For me the little figure, before I knew this, had associations with a ferryman on a pilgrim. They are all close in feeling. An earl teacher of Christianity in Northern England was asked by a powerful man to describe what is life. He replied that it is like a sparrow flying in from the dark into a feasting hall and then out again through the door. Jesus says, in the 'Gospel of Thomas; 'Be a passing through'. Some of the art of the past reflects this spirit - the great scrolls of China and Japan and the 16th century Northern European 'Landscapes of the world in which the Kaleidoscope of creation comes into being and subsides again. The participant (weather artist or viewer) passes through like a pilgrim, a ferryman crossing from bank to bank, or a fisherman seeking insight like glistening fish in the net.
This is one way of approaching beauty in transience that I saw when I first encountered John's paintings. There are other approaches as you walk streets, takes busses, subway trains, pass buildings that are replacing other buildings, you can see layers of time being replaced, but the new façade is never complete. Hoardings that need to be replaced old ones become ripped to reveal not just the previous one, but maybe several ancestors all with different now fragmented voices. John's paintings often have several almost transparent layers to them, sometimes concealing sometimes revealing. Out of the mirage come figures and places.

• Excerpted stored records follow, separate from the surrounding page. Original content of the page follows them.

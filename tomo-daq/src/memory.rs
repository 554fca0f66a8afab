//! Memory access for register windows and
//! DMA buffers
//!
//! The fabric blocks map their registers into the
//! physical address space. We get at them through
//! /dev/mem (or anything else which can be mmapped
//! with physical offsets). The DMA engines write into
//! a reserved, physically contiguous memory pool, which
//! is mapped the same way.
//!
//! Everything hardware specific hides behind the
//! `Platform` trait, so the same engine runs on the
//! simulated fabric.

extern crate memmap;

use std::fs::File;
use std::fmt;
use std::marker::PhantomData;
use std::path::{
    Path,
    PathBuf,
};
use std::ptr;
use std::sync::{
    Arc,
    Mutex,
};

use memmap::MmapMut;

use tomo_lib::netlist::AddressWindow;
use tomo_lib::settings::DmaPoolSettings;

use crate::errors::RegisterError;
use crate::registers::RegisterMap;

/// The size of a 32bit unsigned int in byte
/// (all words in registers are u32)
pub const SIZEOF_U32 : usize = 4;

/// DMA buffers start at page boundaries
pub const DMA_ALIGNMENT : u64 = 4096;

/// Single word, volatile access to a
/// register window
pub trait WordWindow : Send + Sync {
  /// size of the window in 32bit words
  fn n_words(&self) -> usize;
  fn read_word(&self, offset : usize) -> u32;
  fn write_word(&self, offset : usize, value : u32);
}

/// A region DMA engines can write to
pub trait DmaMemory : Send + Sync {
  /// physical address, as the DMA engine sees it
  fn phys_addr(&self) -> u64;
  /// size in bytes
  fn len(&self) -> usize;
  /// copy `dst.len()` bytes, starting at `offset`
  fn read_bytes(&self, offset : usize, dst : &mut [u8]);

  fn is_empty(&self) -> bool {
    self.len() == 0
  }
}

/// Where register windows and DMA buffers
/// come from
pub trait Platform : Send + Sync {
  fn map_window(&self, name : &str, window : &AddressWindow)
    -> Result<Arc<dyn WordWindow>, RegisterError>;
  fn allocate(&self, nbytes : usize)
    -> Result<Arc<dyn DmaMemory>, RegisterError>;
}

/// Allow WRITE access to a piece of physical memory
///
/// # Arguments
///
/// * addr_space : e.g. /dev/mem
/// * addr       : physical address (page aligned)
/// * len        : number of bytes to map
pub fn map_physical_mem_write(addr_space : &Path,
                              addr       : u64,
                              len        : usize)
  -> Result<MmapMut, RegisterError> {
  let fail = |source| RegisterError::MMapFail {
    device : addr_space.display().to_string(),
    addr,
    len,
    source
  };
  let file = File::options()
    .read(true)
    .write(true)
    .open(addr_space)
    .map_err(fail)?;
  let m = unsafe {
    memmap::MmapOptions::new()
      .offset(addr)
      .len(len)
      .map_mut(&file)
      .map_err(|source| RegisterError::MMapFail {
        device : addr_space.display().to_string(),
        addr,
        len,
        source
      })?
  };
  Ok(m)
}

/// Register window backed by a memory map
pub struct MappedWindow {
  /// keeps `base` valid
  _map    : MmapMut,
  base    : *mut u32,
  n_words : usize,
}

// `base` points into the map owned by the window and
// all accesses go through volatile reads and writes
unsafe impl Send for MappedWindow {}
unsafe impl Sync for MappedWindow {}

impl MappedWindow {
  pub fn new(addr_space : &Path, window : &AddressWindow) -> Result<Self, RegisterError> {
    let len = window.range as usize;
    let mut map = map_physical_mem_write(addr_space, window.base, len)?;
    let base    = map.as_mut_ptr() as *mut u32;
    Ok(Self {
      _map    : map,
      base,
      n_words : len / SIZEOF_U32,
    })
  }
}

impl WordWindow for MappedWindow {
  fn n_words(&self) -> usize {
    self.n_words
  }

  fn read_word(&self, offset : usize) -> u32 {
    assert!(offset < self.n_words);
    unsafe {
      ptr::read_volatile(self.base.add(offset))
    }
  }

  fn write_word(&self, offset : usize, value : u32) {
    assert!(offset < self.n_words);
    trace!("Attempting to write {value} at word {offset}");
    unsafe {
      ptr::write_volatile(self.base.add(offset), value);
    }
  }
}

/// DMA buffer backed by a memory map of
/// the reserved pool
pub struct MappedBuffer {
  map       : MmapMut,
  phys_addr : u64,
  len       : usize,
}

impl MappedBuffer {
  pub fn new(addr_space : &Path, phys_addr : u64, len : usize) -> Result<Self, RegisterError> {
    let map = map_physical_mem_write(addr_space, phys_addr, len)?;
    Ok(Self {
      map,
      phys_addr,
      len,
    })
  }
}

impl DmaMemory for MappedBuffer {
  fn phys_addr(&self) -> u64 {
    self.phys_addr
  }

  fn len(&self) -> usize {
    self.len
  }

  fn read_bytes(&self, offset : usize, dst : &mut [u8]) {
    assert!(offset + dst.len() <= self.len);
    let p = self.map.as_ptr();
    unsafe {
      let slice = ptr::slice_from_raw_parts(p.add(offset), dst.len());
      dst.copy_from_slice(&*slice);
    }
  }
}

/// The real thing. Maps windows from /dev/mem and
/// carves DMA buffers from the reserved pool.
pub struct DevMemPlatform {
  device : PathBuf,
  pool   : DmaPoolSettings,
  next   : Mutex<u64>,
}

impl DevMemPlatform {
  pub fn new(device : &Path, pool : DmaPoolSettings) -> Self {
    Self {
      device : device.to_path_buf(),
      pool,
      next   : Mutex::new(pool.base),
    }
  }
}

impl Platform for DevMemPlatform {
  fn map_window(&self, name : &str, window : &AddressWindow)
    -> Result<Arc<dyn WordWindow>, RegisterError> {
    debug!("Mapping {} at 0x{:x} (0x{:x} bytes) from {}", name, window.base, window.range, self.device.display());
    Ok(Arc::new(MappedWindow::new(&self.device, window)?))
  }

  fn allocate(&self, nbytes : usize)
    -> Result<Arc<dyn DmaMemory>, RegisterError> {
    let mut next = match self.next.lock() {
      Ok(next)      => next,
      Err(poisoned) => poisoned.into_inner(),
    };
    let end       = self.pool.base + self.pool.size;
    let available = end.saturating_sub(*next) as usize;
    if nbytes > available {
      return Err(RegisterError::PoolExhausted { requested : nbytes, available });
    }
    let buffer = MappedBuffer::new(&self.device, *next, nbytes)?;
    debug!("Allocated {} bytes DMA buffer at 0x{:x}", nbytes, *next);
    *next = align_up(*next + nbytes as u64, DMA_ALIGNMENT).min(end);
    Ok(Arc::new(buffer))
  }
}

pub fn align_up(addr : u64, alignment : u64) -> u64 {
  addr.div_ceil(alignment) * alignment
}

/// Typed access to the registers of one block
#[derive(Clone)]
pub struct RegisterDevice<R : RegisterMap> {
  fullpath : String,
  btype    : String,
  window   : Arc<dyn WordWindow>,
  _map     : PhantomData<R>,
}

impl<R : RegisterMap> RegisterDevice<R> {

  /// Fails if the window does not span the register map
  pub fn new(fullpath : &str, btype : &str, window : Arc<dyn WordWindow>)
    -> Result<Self, RegisterError> {
    if window.n_words() < R::span() {
      return Err(RegisterError::WindowTooSmall {
        name : String::from(fullpath),
        have : window.n_words(),
        need : R::span(),
      });
    }
    Ok(Self {
      fullpath : String::from(fullpath),
      btype    : String::from(btype),
      window,
      _map     : PhantomData,
    })
  }

  pub fn fullpath(&self) -> &str {
    &self.fullpath
  }

  pub fn btype(&self) -> &str {
    &self.btype
  }

  pub fn read(&self, reg : R) -> u32 {
    self.window.read_word(reg.offset())
  }

  pub fn write(&self, reg : R, value : u32) {
    self.window.write_word(reg.offset(), value);
  }

  /// Signed registers take the two's complement
  pub fn write_i32(&self, reg : R, value : i32) {
    self.write(reg, value as u32);
  }

  pub fn read_i32(&self, reg : R) -> i32 {
    self.read(reg) as i32
  }

  pub fn read_by_name(&self, name : &str) -> Option<u32> {
    R::from_name(name).map(|reg| self.read(reg))
  }

  /// Every register with its current value
  pub fn dump(&self) -> Vec<(&'static str, u32)> {
    R::ALL.iter().map(|reg| (reg.name(), self.read(*reg))).collect()
  }
}

impl<R : RegisterMap> fmt::Display for RegisterDevice<R> {
  fn fmt(&self, f: &mut fmt::Formatter) -> fmt::Result {
    write!(f, "<RegisterDevice {} [{}] {} words>", self.fullpath, self.btype, self.window.n_words())
  }
}

#[cfg(test)]
mod tests {
  use super::*;
  use crate::registers::{DmaReg, TomoReg};
  use crate::sim::SimWindow;

  #[test]
  fn typed_access() {
    let window = Arc::new(SimWindow::new(0x10000 / SIZEOF_U32));
    let dev = RegisterDevice::<TomoReg>::new("axis_tomography_0", "axis_tomography", window.clone()).unwrap();
    dev.write(TomoReg::TriLimit, 1500);
    dev.write_i32(TomoReg::TxRatioFall, -140);
    assert_eq!(window.read_word(1), 1500);
    assert_eq!(dev.read_i32(TomoReg::TxRatioFall), -140);
    assert_eq!(dev.read_by_name("tri_limit"), Some(1500));
    assert_eq!(dev.read_by_name("nope"), None);
    assert_eq!(dev.dump().len(), TomoReg::ALL.len());
  }

  #[test]
  fn window_too_small() {
    let window = Arc::new(SimWindow::new(20));
    assert!(matches!(RegisterDevice::<DmaReg>::new("axi_dma_0", "axi_dma", window),
                     Err(RegisterError::WindowTooSmall { have : 20, need : 23, .. })));
  }

  #[test]
  fn mapped_window_on_file() {
    let path = std::env::temp_dir().join(format!("tomo-daq-window-{}", std::process::id()));
    std::fs::write(&path, vec![0u8; 64]).unwrap();
    {
      let window = MappedWindow::new(&path, &AddressWindow { base : 0, range : 64 }).unwrap();
      assert_eq!(window.n_words(), 16);
      window.write_word(3, 0xdeadbeef);
      assert_eq!(window.read_word(3), 0xdeadbeef);
      assert_eq!(window.read_word(2), 0);
    }
    let bytes = std::fs::read(&path).unwrap();
    assert_eq!(bytes[12..16], 0xdeadbeefu32.to_ne_bytes());
    std::fs::remove_file(&path).unwrap();
  }

  #[test]
  fn alignment() {
    assert_eq!(align_up(0, 4096), 0);
    assert_eq!(align_up(1, 4096), 4096);
    assert_eq!(align_up(8192, 4096), 8192);
  }
}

There is no nostalgia for pasts that are gone. This is not an attitude that looks particularly backwards or forwards but pauses now with a kind of wonder at the play of the flow of time, and deeper longing to be sustained in and beyond this truly strange matter of being alive.
~Gillian Watson, writer & painter and former curator of the Ulster Museum
EDMUND FORTE friend and admirer
The first major work of art that I was ever aware of John completing was at school.
John had painted a most colourful fantastic bird of his imagination as a piece of schoolwork. I had never seen anything like it before, he merrily called it an Elephant bird to puzzle me and I suspect to amuse him. the drawing had been coloured with every colour of the spectrum (as I saw it) and the colours were expertly melded into one another to present (in those dull and dreary post war years) a most wonderful piece of work that I have never forgotten, I can still picture it in my mind now.
Over the years of his budding apprenticeship as an artist my family "The Forte Family of Exeter" supported John by buying his work and giving him all the love and friendship and encouragement that we could. Edmund & Dominic Forte 2003.